→ **Exercise goal**:
Find every line containing the word "lines" in the records below; report only how many there are.
|---|
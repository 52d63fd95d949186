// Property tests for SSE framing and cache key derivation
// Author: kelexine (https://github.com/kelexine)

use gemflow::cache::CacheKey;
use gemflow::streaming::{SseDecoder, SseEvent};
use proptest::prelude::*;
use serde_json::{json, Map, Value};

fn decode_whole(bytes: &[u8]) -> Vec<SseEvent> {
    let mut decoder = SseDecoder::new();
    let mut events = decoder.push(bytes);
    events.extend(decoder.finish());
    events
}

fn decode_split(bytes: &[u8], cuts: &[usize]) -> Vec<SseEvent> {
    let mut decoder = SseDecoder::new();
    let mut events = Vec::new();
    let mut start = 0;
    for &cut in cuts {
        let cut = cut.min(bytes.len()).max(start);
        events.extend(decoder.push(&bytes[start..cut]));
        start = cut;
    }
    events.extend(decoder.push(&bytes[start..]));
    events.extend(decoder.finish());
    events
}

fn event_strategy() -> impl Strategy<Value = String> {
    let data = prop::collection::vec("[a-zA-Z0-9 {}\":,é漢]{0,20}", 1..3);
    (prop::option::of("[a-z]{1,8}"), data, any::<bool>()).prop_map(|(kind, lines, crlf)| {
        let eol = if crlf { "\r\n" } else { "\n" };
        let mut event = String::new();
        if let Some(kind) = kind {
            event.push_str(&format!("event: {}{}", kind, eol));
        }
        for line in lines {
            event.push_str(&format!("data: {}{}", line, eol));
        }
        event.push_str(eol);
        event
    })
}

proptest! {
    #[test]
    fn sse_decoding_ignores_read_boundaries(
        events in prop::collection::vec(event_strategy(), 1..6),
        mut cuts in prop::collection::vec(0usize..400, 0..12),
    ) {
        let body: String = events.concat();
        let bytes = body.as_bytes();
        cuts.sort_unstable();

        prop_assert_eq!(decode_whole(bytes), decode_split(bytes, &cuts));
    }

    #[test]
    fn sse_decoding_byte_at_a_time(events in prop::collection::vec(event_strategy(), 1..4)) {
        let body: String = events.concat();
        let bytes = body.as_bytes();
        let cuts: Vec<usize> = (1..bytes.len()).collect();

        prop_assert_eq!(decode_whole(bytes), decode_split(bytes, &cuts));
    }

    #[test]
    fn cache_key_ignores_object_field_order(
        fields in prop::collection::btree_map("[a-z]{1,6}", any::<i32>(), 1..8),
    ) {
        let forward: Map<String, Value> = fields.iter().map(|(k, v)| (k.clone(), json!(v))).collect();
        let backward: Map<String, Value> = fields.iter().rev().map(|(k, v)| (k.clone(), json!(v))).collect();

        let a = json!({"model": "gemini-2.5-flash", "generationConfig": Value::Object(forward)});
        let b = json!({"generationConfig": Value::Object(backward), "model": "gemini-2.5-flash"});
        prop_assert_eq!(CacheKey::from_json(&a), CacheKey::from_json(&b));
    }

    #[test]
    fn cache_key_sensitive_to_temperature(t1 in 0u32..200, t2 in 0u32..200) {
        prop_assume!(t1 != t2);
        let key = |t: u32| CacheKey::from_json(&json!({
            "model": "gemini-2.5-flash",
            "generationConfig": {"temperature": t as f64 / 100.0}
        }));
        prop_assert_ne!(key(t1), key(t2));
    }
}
|---|
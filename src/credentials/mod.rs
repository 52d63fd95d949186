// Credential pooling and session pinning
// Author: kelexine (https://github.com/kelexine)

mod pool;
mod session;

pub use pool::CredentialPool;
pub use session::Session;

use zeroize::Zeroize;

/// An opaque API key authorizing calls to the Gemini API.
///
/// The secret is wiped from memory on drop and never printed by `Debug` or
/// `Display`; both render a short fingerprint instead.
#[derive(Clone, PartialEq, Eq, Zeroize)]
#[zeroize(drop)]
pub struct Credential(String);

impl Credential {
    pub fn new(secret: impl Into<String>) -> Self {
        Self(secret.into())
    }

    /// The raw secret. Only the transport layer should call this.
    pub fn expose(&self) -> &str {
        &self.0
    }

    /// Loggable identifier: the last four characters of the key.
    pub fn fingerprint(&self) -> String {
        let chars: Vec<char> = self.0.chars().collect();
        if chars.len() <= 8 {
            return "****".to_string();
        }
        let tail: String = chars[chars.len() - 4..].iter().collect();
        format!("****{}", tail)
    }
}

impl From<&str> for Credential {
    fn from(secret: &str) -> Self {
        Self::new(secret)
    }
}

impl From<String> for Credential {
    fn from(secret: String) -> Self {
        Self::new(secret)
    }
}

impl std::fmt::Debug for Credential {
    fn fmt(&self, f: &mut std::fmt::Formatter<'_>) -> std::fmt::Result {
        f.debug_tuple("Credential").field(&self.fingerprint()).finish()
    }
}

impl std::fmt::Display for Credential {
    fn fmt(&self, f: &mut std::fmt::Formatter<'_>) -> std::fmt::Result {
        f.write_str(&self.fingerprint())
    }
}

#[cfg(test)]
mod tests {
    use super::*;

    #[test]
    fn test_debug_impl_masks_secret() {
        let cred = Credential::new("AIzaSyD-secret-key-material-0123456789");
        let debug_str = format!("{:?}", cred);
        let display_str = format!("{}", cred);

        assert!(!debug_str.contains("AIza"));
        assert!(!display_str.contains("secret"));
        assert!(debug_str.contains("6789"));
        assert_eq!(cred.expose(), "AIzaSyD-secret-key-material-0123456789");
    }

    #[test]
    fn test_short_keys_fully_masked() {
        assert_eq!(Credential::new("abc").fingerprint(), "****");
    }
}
|---|
→ **Written solution**:
2